Problem – Search the data below for the string "impl". Extract every line that contains it.

[Dataset entries]
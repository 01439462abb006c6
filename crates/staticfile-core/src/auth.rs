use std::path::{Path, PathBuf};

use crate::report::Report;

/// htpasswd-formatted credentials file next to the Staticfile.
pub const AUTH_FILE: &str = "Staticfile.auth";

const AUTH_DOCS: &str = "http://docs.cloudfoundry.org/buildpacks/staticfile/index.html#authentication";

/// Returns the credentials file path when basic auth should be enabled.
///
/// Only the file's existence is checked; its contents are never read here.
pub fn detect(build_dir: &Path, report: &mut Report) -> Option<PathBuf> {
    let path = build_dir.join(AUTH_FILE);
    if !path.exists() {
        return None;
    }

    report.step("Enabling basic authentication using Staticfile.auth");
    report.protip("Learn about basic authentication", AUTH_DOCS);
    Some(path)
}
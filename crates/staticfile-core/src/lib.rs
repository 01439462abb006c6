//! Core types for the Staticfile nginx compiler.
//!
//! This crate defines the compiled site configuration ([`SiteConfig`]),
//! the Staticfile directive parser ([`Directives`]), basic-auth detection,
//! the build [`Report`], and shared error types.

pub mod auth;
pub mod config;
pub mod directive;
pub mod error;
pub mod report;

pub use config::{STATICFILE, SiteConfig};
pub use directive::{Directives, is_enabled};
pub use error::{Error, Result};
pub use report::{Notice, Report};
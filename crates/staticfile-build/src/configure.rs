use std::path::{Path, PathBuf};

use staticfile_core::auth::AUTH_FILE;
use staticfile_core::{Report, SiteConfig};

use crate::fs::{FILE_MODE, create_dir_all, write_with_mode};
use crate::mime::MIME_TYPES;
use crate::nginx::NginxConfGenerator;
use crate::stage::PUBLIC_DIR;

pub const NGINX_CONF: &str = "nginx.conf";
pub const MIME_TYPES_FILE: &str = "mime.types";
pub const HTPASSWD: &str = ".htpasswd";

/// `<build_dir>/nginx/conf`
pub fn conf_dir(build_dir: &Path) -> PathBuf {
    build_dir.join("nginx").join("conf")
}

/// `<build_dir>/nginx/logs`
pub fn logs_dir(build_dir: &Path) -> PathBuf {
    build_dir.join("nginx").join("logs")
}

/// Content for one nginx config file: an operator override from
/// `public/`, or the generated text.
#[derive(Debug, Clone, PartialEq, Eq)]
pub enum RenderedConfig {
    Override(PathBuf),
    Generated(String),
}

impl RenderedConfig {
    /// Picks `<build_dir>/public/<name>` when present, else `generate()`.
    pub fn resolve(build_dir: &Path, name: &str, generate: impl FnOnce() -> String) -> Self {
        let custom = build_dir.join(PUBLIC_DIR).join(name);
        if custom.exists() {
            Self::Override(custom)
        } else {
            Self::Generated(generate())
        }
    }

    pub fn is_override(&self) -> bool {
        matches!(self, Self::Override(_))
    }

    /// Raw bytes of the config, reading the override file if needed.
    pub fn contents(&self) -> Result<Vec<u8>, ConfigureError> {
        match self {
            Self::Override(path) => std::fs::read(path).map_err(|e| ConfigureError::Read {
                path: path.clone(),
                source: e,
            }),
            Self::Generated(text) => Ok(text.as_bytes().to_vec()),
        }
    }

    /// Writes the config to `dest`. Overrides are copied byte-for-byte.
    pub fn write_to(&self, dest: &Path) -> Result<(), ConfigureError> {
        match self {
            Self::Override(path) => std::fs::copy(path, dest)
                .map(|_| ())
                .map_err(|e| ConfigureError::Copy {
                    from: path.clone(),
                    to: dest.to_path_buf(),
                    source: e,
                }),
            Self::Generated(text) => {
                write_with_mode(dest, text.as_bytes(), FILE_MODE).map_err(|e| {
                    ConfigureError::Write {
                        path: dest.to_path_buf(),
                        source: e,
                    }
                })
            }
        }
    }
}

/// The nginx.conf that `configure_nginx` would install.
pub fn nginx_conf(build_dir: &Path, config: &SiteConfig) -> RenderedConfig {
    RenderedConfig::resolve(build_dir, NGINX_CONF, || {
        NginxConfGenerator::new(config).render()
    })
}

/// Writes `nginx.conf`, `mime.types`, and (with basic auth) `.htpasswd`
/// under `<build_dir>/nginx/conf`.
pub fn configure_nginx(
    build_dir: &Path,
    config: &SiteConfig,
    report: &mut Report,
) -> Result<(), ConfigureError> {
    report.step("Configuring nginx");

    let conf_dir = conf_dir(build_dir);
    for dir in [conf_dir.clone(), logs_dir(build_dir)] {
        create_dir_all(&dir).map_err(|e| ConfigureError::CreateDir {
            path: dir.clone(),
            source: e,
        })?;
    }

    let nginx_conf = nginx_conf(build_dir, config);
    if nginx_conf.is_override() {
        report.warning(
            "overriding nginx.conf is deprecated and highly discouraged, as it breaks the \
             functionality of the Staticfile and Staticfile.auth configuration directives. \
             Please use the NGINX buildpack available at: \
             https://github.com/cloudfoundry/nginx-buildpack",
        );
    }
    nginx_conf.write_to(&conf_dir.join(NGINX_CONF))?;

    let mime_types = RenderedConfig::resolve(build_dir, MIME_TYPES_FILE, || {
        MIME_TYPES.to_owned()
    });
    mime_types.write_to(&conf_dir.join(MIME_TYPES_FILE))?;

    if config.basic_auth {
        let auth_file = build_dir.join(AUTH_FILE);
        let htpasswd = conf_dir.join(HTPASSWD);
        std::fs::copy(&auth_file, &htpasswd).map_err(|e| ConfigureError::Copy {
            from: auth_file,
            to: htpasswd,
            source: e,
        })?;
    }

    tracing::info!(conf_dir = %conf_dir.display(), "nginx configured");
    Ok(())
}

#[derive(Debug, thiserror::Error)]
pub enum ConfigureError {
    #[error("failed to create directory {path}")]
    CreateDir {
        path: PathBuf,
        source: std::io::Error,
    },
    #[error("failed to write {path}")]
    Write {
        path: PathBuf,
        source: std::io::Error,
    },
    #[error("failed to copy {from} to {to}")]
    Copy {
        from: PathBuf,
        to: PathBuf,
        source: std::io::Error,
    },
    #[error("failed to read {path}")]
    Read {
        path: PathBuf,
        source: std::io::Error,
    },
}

Answer to the problem –
impl RenderedConfig {
    pub fn resolve(build_dir: &Path, name: &str, generate: impl FnOnce() -> String) -> Self {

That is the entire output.